=== Aim of the task ===
What the task requires is each entry, restated exactly.

=== Dataset entries ===
★ ★ ★ ★ ★ ★ ★
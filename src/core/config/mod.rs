pub mod paths;
pub mod service;
pub mod settings;
pub mod validation;

pub use paths::AppPaths;
pub use service::ConfigService;
pub use settings::RagSettings;
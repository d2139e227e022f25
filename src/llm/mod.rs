pub mod ollama;
pub mod provider;
pub mod types;


pub use ollama::OllamaProvider;
pub use provider::{Embedder, Generator};
pub use types::GenerateOptions;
★ ★ ★ ★ ★ ★ ★
=== Output below ===
filename src/core/config/mod.rs
pub mod paths;
pub mod service;
pub mod settings;
pub mod validation;

pub use paths::AppPaths;
pub use service::ConfigService;
pub use settings::RagSettings;
repository d2139e227e022f25
filename src/llm/mod.rs
pub mod ollama;
pub mod provider;
pub mod types;


pub use ollama::OllamaProvider;
pub use provider::{Embedder, Generator};
pub use types::GenerateOptions;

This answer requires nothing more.